We are testing spa services—can we do leg waxing? That seems reasonable. People don’t want to do their own brows or lip waxing anymore. We are doing testing based on state regulations and what our estheticians and clients feel is safe.

BN: Tell me about the Conscious Beauty Program.

MB: I’ve always been about natural even since the beginning. It’s how my beauty DNA developed in 1999. I grew up in California and the shops in Berkeley where I grew up had handmade products. We have always had clean and natural brands—they weren’t called that at the time. We were the first to launch Ren in the U.S. We started seeing clients coming in more interested in natural beauty in 2010, but they didn’t see results.

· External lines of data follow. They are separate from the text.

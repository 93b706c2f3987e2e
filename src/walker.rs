//! Site walker: visit the fixed page-path list on one site, capture a
//! screenshot and run the feature detector per page.
//!
//! Fault isolation is per page: a navigation timeout, detection failure or
//! screenshot failure is logged and recorded as an `Err` visit, and the walk
//! continues with the next path. The walk itself never fails — only session
//! acquisition (outside this module) can kill a job. Each page handle is
//! closed before the next path is attempted.

use std::collections::BTreeMap;
use std::path::PathBuf;
use std::time::Instant;

use tracing::{info, warn};
use url::Url;

use crate::detector;
use crate::error::PageError;
use crate::events::{AnalysisEvent, EventBus};
use crate::renderer::{PageHandle, Session};
use crate::types::{FeatureMap, PageFeatures, PageId, PAGE_PATHS};

/// Which side of the comparison a walk belongs to.
#[derive(Debug, Clone, Copy, PartialEq, Eq)]
pub enum SiteLabel {
    A,
    B,
}

impl SiteLabel {
    pub fn as_str(&self) -> &'static str {
        match self {
            SiteLabel::A => "siteA",
            SiteLabel::B => "siteB",
        }
    }
}

/// Everything captured for one successfully visited page.
#[derive(Debug, Clone)]
pub struct PageCapture {
    /// Stored screenshot reference, `/screenshots/<file>`.
    pub screenshot: String,
    pub features: PageFeatures,
}

/// Outcome of one page path, success or failure, in walk order.
#[derive(Debug)]
pub struct PageVisit {
    pub page: PageId,
    pub outcome: Result<PageCapture, PageError>,
}

/// Walks the fixed page-path list for a single site.
pub struct SiteWalker {
    label: SiteLabel,
    base_url: Url,
    nav_timeout_ms: u64,
    screenshot_dir: PathBuf,
    job_id: String,
    events: EventBus,
}

impl SiteWalker {
    pub fn new(
        label: SiteLabel,
        base_url: Url,
        nav_timeout_ms: u64,
        screenshot_dir: PathBuf,
        job_id: impl Into<String>,
        events: EventBus,
    ) -> Self {
        Self {
            label,
            base_url,
            nav_timeout_ms,
            screenshot_dir,
            job_id: job_id.into(),
            events,
        }
    }

    /// Visit every path in [`PAGE_PATHS`] in order. Infallible as a whole;
    /// individual failures are carried in the returned sequence.
    pub async fn walk(&self, session: &dyn Session) -> Vec<PageVisit> {
        let mut visits = Vec::with_capacity(PAGE_PATHS.len());
        for page in PAGE_PATHS {
            let started = Instant::now();
            let outcome = self.visit(session, page).await;
            let elapsed_ms = started.elapsed().as_millis() as u64;

            match &outcome {
                Ok(_) => {
                    info!(
                        "{} {}: captured in {}ms",
                        self.label.as_str(),
                        page,
                        elapsed_ms
                    );
                    self.events.emit(AnalysisEvent::PageCaptured {
                        job_id: self.job_id.clone(),
                        site: self.label.as_str().to_string(),
                        page: page.as_str().to_string(),
                        elapsed_ms,
                    });
                }
                Err(e) => {
                    warn!("{} {}: {e} — page omitted", self.label.as_str(), page);
                    self.events.emit(AnalysisEvent::PageFailed {
                        job_id: self.job_id.clone(),
                        site: self.label.as_str().to_string(),
                        page: page.as_str().to_string(),
                        kind: e.kind().to_string(),
                        error: e.to_string(),
                    });
                }
            }
            visits.push(PageVisit { page, outcome });
        }
        visits
    }

    async fn visit(&self, session: &dyn Session, page: PageId) -> Result<PageCapture, PageError> {
        let target = self
            .base_url
            .join(page.path())
            .map_err(|e| PageError::Navigation {
                url: format!("{}{}", self.base_url, page.path()),
                reason: format!("could not resolve target URL: {e}"),
            })?;

        let handle = session.open(target.as_str(), self.nav_timeout_ms).await?;
        // Capture first, then always release the page handle.
        let captured = self.capture(handle.as_ref(), page).await;
        if let Err(e) = handle.close().await {
            warn!("{} {}: page close failed: {e}", self.label.as_str(), page);
        }
        captured
    }

    async fn capture(
        &self,
        handle: &dyn PageHandle,
        page: PageId,
    ) -> Result<PageCapture, PageError> {
        let png = handle.screenshot().await?;
        let filename = format!(
            "{}_{}_{}.png",
            self.label.as_str(),
            page.as_str(),
            chrono::Utc::now().timestamp_millis()
        );
        tokio::fs::write(self.screenshot_dir.join(&filename), &png).await?;

        let features = detector::detect(handle).await?;
        Ok(PageCapture {
            screenshot: format!("/screenshots/{filename}"),
            features,
        })
    }
}

/// Build the per-site feature map from a walk. Failed pages are omitted
/// entirely — never present with zeroed features.
pub fn collect_features(visits: &[PageVisit]) -> FeatureMap {
    let mut map = FeatureMap::new();
    for visit in visits {
        if let Ok(capture) = &visit.outcome {
            map.insert(visit.page, capture.features.clone());
        }
    }
    map
}

/// Screenshot references for the pages that loaded.
pub fn collect_screenshots(visits: &[PageVisit]) -> BTreeMap<PageId, String> {
    let mut map = BTreeMap::new();
    for visit in visits {
        if let Ok(capture) = &visit.outcome {
            map.insert(visit.page, capture.screenshot.clone());
        }
    }
    map
}
//! REST API integration tests: the submit/poll/export lifecycle and the
//! error mapping for bad input, unknown jobs and failed jobs.

use std::sync::Arc;
use std::time::{Duration, Instant};

use assert_json_diff::assert_json_include;
use async_trait::async_trait;
use axum::body::Body;
use axum::http::{Request, StatusCode};
use axum::Router;
use serde_json::{json, Value};
use tower::ServiceExt;

use matchup::analyzer::Analyzer;
use matchup::config::AppConfig;
use matchup::error::PageError;
use matchup::events::EventBus;
use matchup::job::JobStore;
use matchup::renderer::{Browser, NoopBrowser, PageHandle, Session};
use matchup::rest::{self, AppState};
use matchup::types::FeatureKey;

/// A browser where every page loads and reports a fixed feature set.
struct GreenBrowser;

#[async_trait]
impl Browser for GreenBrowser {
    async fn acquire_session(&self) -> anyhow::Result<Box<dyn Session>> {
        Ok(Box::new(GreenSession))
    }
    fn active_sessions(&self) -> usize {
        0
    }
    async fn shutdown(&self) -> anyhow::Result<()> {
        Ok(())
    }
}

struct GreenSession;

#[async_trait]
impl Session for GreenSession {
    async fn open(&self, _url: &str, _timeout_ms: u64) -> Result<Box<dyn PageHandle>, PageError> {
        Ok(Box::new(GreenPage))
    }
    async fn close(self: Box<Self>) -> anyhow::Result<()> {
        Ok(())
    }
}

struct GreenPage;

#[async_trait]
impl PageHandle for GreenPage {
    async fn evaluate(&self, _script: &str) -> Result<Value, PageError> {
        let mut obj = serde_json::Map::new();
        for key in FeatureKey::ALL {
            let present = matches!(key, FeatureKey::Navigation | FeatureKey::Cart);
            obj.insert(key.as_str().to_string(), present.into());
        }
        Ok(Value::Object(obj))
    }
    async fn screenshot(&self) -> Result<Vec<u8>, PageError> {
        Ok(vec![0x89, b'P', b'N', b'G'])
    }
    async fn close(self: Box<Self>) -> anyhow::Result<()> {
        Ok(())
    }
}

struct TestApp {
    router: Router,
    state: Arc<AppState>,
    _dir: tempfile::TempDir,
}

fn test_app(browser: Arc<dyn Browser>) -> TestApp {
    let dir = tempfile::tempdir().unwrap();
    let config = AppConfig {
        port: 0,
        nav_timeout_ms: 1_000,
        viewport: (1280, 800),
        data_dir: dir.path().to_path_buf(),
    };
    config.ensure_dirs().unwrap();

    let events = EventBus::new(64);
    let state = Arc::new(AppState {
        store: Arc::new(JobStore::new()),
        analyzer: Arc::new(Analyzer::new(browser, &config, events.clone())),
        events,
        config,
        started_at: Instant::now(),
    });
    TestApp {
        router: rest::router(Arc::clone(&state)),
        state,
        _dir: dir,
    }
}

async fn get(app: &Router, uri: &str) -> (StatusCode, Value) {
    let response = app
        .clone()
        .oneshot(Request::builder().uri(uri).body(Body::empty()).unwrap())
        .await
        .unwrap();
    let status = response.status();
    let bytes = axum::body::to_bytes(response.into_body(), usize::MAX)
        .await
        .unwrap();
    let body = serde_json::from_slice(&bytes).unwrap_or(Value::Null);
    (status, body)
}

async fn post_json(app: &Router, uri: &str, body: Value) -> (StatusCode, Value) {
    let response = app
        .clone()
        .oneshot(
            Request::builder()
                .method("POST")
                .uri(uri)
                .header("content-type", "application/json")
                .body(Body::from(body.to_string()))
                .unwrap(),
        )
        .await
        .unwrap();
    let status = response.status();
    let bytes = axum::body::to_bytes(response.into_body(), usize::MAX)
        .await
        .unwrap();
    (status, serde_json::from_slice(&bytes).unwrap())
}

/// Poll until the job leaves `processing` or the deadline passes.
async fn poll_terminal(app: &Router, job_id: &str) -> (StatusCode, Value) {
    for _ in 0..100 {
        let (status, body) = get(app, &format!("/api/result/{job_id}")).await;
        if body["status"] != "processing" {
            return (status, body);
        }
        tokio::time::sleep(Duration::from_millis(10)).await;
    }
    panic!("job {job_id} did not reach a terminal state");
}

#[tokio::test]
async fn submit_poll_and_export_lifecycle() {
    let app = test_app(Arc::new(GreenBrowser));

    let (status, body) = post_json(
        &app.router,
        "/api/analyze",
        json!({ "urlA": "https://shop-a.example", "urlB": "https://shop-b.example" }),
    )
    .await;
    assert_eq!(status, StatusCode::ACCEPTED);
    assert_json_include!(
        actual: body.clone(),
        expected: json!({ "success": true, "message": "analysis started" })
    );
    let job_id = body["jobId"].as_str().unwrap().to_string();

    let (status, body) = poll_terminal(&app.router, &job_id).await;
    assert_eq!(status, StatusCode::OK);
    assert_eq!(body["status"], "completed");

    // All 3 pages on both sites loaded: 30 matrix entries, keyed page_feature.
    let matrix = body["data"]["featureMatrix"].as_object().unwrap();
    assert_eq!(matrix.len(), 30);
    assert_json_include!(
        actual: matrix["home_cart"].clone(),
        expected: json!({ "page": "home", "feature": "cart", "siteA": true, "siteB": true })
    );
    assert_eq!(
        body["data"]["siteA"]["features"]["home"]["searchBar"],
        json!(false)
    );

    // CSV is the default export format; the artifact is served back.
    let (status, body) = get(&app.router, &format!("/api/export/{job_id}")).await;
    assert_eq!(status, StatusCode::OK);
    assert_eq!(body["format"], "csv");
    let artifact = body["artifact"].as_str().unwrap();
    assert!(artifact.starts_with("/exports/"));

    let name = artifact.strip_prefix("/exports/").unwrap();
    let csv = std::fs::read_to_string(app.state.config.export_dir().join(name)).unwrap();
    assert!(csv.starts_with("Page,Feature,shop-a.example,shop-b.example\n"));
    assert!(csv.contains("Homepage,Shopping Cart,O,O\n"));

    // The HTML report is available under ?format=html.
    let (status, body) = get(
        &app.router,
        &format!("/api/export/{job_id}?format=html"),
    )
    .await;
    assert_eq!(status, StatusCode::OK);
    assert_eq!(body["format"], "html");
}

#[tokio::test]
async fn missing_and_malformed_urls_are_rejected() {
    let app = test_app(Arc::new(GreenBrowser));

    let (status, body) = post_json(
        &app.router,
        "/api/analyze",
        json!({ "urlA": "https://shop-a.example" }),
    )
    .await;
    assert_eq!(status, StatusCode::BAD_REQUEST);
    assert_eq!(body["success"], json!(false));
    assert!(body["message"].as_str().unwrap().contains("urlB"));

    let (status, _) = post_json(
        &app.router,
        "/api/analyze",
        json!({ "urlA": "not a url", "urlB": "https://shop-b.example" }),
    )
    .await;
    assert_eq!(status, StatusCode::BAD_REQUEST);

    // Rejected submissions never create a job.
    assert!(app.state.store.is_empty());
}

#[tokio::test]
async fn unknown_and_malformed_job_ids_are_not_found() {
    let app = test_app(Arc::new(GreenBrowser));

    let (status, _) = get(
        &app.router,
        "/api/result/00000000-0000-0000-0000-000000000000",
    )
    .await;
    assert_eq!(status, StatusCode::NOT_FOUND);

    let (status, _) = get(&app.router, "/api/result/definitely-not-a-uuid").await;
    assert_eq!(status, StatusCode::NOT_FOUND);
}

#[tokio::test]
async fn export_before_completion_is_rejected() {
    let app = test_app(Arc::new(GreenBrowser));

    // Register a job without running it, so it stays in `processing`.
    let id = app
        .state
        .store
        .create("https://shop-a.example", "https://shop-b.example");

    let (status, body) = get(&app.router, &format!("/api/export/{id}")).await;
    assert_eq!(status, StatusCode::BAD_REQUEST);
    assert!(body["message"].as_str().unwrap().contains("processing"));

    let (status, _) = get(&app.router, &format!("/api/export/{id}?format=pdf")).await;
    // Unknown formats are rejected once the state check passes; here the
    // state check fires first.
    assert_eq!(status, StatusCode::BAD_REQUEST);
}

#[tokio::test]
async fn failed_jobs_surface_the_error_on_poll() {
    // NoopBrowser cannot hand out sessions, so every job fails.
    let app = test_app(Arc::new(NoopBrowser));

    let (status, body) = post_json(
        &app.router,
        "/api/analyze",
        json!({ "urlA": "https://shop-a.example", "urlB": "https://shop-b.example" }),
    )
    .await;
    assert_eq!(status, StatusCode::ACCEPTED);
    let job_id = body["jobId"].as_str().unwrap().to_string();

    let (status, body) = poll_terminal(&app.router, &job_id).await;
    assert_eq!(status, StatusCode::INTERNAL_SERVER_ERROR);
    assert_eq!(body["status"], "failed");
    assert_eq!(body["success"], json!(false));
    assert!(!body["error"].as_str().unwrap().is_empty());
}

#[tokio::test]
async fn health_and_status_report_job_counts() {
    let app = test_app(Arc::new(GreenBrowser));

    let (status, body) = get(&app.router, "/health").await;
    assert_eq!(status, StatusCode::OK);
    assert_eq!(body["status"], "ok");

    app.state
        .store
        .create("https://shop-a.example", "https://shop-b.example");

    let (status, body) = get(&app.router, "/api/status").await;
    assert_eq!(status, StatusCode::OK);
    assert_eq!(body["jobs"]["processing"], json!(1));
    assert_eq!(body["version"], env!("CARGO_PKG_VERSION"));
}

#[tokio::test]
async fn stored_artifacts_reject_path_traversal() {
    let app = test_app(Arc::new(GreenBrowser));

    let (status, _) = get(&app.router, "/screenshots/..%2F..%2Fetc%2Fpasswd").await;
    assert_eq!(status, StatusCode::NOT_FOUND);

    let (status, _) = get(&app.router, "/exports/missing.csv").await;
    assert_eq!(status, StatusCode::NOT_FOUND);
}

There were derm and doctor brands, but they had hundreds of ingredients that some people didn’t want. That’s when we started working to develop our own brands mainly because there wasn’t anything to offer people in our stores. That was the beginning of our Conscious Beauty platform.

Now we have a proliferation of brands and the market is coming together and that is the foundation for our four pillars of Conscious Beauty: Mindful Ingredients, which means avoidance of harmful compounds; Naturally Derived, which is formulas being at least 70 percent organic; Wellness, which contains merchandise supporting the mind and body; and Vegan. Brands introduced in April include Beboe therapies, Fur, Costa Brazil and Lilah B. [they join Osea, Odacite, Maya Chia, African Botanics, Hum, WelleCo, Jenny Patinkin and Indie Lee].

We are also launching new, diverse and Black-founded brands under Conscious Beauty including Biophile, BeautyStat, Beneath Your Mask and KNC Beauty. We are also supporting female, Black and non-binary founders through our partnership with SoGal Ventures.

BN: What did you learn about yourself during quarantine?

MB: Home schooling has been interesting. When working at home, kids think they can pop in at any time, so I put a note on the door. I took a class in Russian literature and my husband and I are walking eight miles a day.